In the data below, find every line that has the string "edit", and copy it.

Collected data:

· · · · · · ·

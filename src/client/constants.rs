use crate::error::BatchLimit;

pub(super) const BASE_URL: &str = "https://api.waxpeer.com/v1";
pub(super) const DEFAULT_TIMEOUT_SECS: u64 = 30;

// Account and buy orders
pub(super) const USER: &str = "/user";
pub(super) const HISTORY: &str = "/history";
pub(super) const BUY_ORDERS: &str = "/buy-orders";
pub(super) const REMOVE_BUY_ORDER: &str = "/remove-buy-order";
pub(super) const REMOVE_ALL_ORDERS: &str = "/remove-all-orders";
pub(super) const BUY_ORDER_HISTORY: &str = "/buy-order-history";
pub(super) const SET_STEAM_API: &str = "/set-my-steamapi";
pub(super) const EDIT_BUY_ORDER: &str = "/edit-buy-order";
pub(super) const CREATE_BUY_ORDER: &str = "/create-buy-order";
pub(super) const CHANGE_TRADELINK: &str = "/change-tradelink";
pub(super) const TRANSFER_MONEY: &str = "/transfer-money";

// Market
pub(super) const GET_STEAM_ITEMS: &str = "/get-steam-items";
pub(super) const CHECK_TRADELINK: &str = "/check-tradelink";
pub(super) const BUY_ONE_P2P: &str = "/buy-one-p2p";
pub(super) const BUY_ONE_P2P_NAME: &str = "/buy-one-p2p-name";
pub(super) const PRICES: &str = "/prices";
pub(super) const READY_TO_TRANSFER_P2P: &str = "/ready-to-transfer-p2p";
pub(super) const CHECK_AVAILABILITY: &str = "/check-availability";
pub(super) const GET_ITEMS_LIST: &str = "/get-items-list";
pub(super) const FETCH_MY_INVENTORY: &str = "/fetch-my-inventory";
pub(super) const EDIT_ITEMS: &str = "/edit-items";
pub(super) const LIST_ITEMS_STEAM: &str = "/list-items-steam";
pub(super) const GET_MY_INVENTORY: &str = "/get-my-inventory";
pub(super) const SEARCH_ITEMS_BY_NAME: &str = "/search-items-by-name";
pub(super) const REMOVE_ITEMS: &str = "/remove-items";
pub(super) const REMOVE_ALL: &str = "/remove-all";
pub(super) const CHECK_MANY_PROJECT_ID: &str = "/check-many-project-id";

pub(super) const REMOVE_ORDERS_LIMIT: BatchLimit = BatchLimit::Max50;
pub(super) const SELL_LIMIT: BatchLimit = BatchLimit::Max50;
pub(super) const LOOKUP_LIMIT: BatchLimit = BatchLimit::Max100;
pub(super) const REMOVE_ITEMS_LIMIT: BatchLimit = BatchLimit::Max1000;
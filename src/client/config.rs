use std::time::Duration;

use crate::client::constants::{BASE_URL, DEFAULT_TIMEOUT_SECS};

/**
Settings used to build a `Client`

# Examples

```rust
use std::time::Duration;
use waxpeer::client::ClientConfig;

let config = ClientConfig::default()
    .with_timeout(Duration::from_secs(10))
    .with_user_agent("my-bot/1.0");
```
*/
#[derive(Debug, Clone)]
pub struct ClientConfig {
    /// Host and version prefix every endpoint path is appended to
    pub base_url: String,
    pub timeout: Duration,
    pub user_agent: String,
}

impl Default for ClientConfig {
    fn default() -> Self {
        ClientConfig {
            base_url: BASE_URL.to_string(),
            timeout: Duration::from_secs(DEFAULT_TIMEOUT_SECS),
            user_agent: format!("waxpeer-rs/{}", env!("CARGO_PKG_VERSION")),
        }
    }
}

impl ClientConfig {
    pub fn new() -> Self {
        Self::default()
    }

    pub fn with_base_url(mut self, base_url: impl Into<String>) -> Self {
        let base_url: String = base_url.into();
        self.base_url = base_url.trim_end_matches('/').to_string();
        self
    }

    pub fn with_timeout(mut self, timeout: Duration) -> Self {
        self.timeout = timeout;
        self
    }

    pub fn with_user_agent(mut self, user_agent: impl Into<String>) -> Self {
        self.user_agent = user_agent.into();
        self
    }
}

· · · · · · ·

Worked solution:
pub(super) const EDIT_BUY_ORDER: &str = "/edit-buy-order";
pub(super) const EDIT_ITEMS: &str = "/edit-items";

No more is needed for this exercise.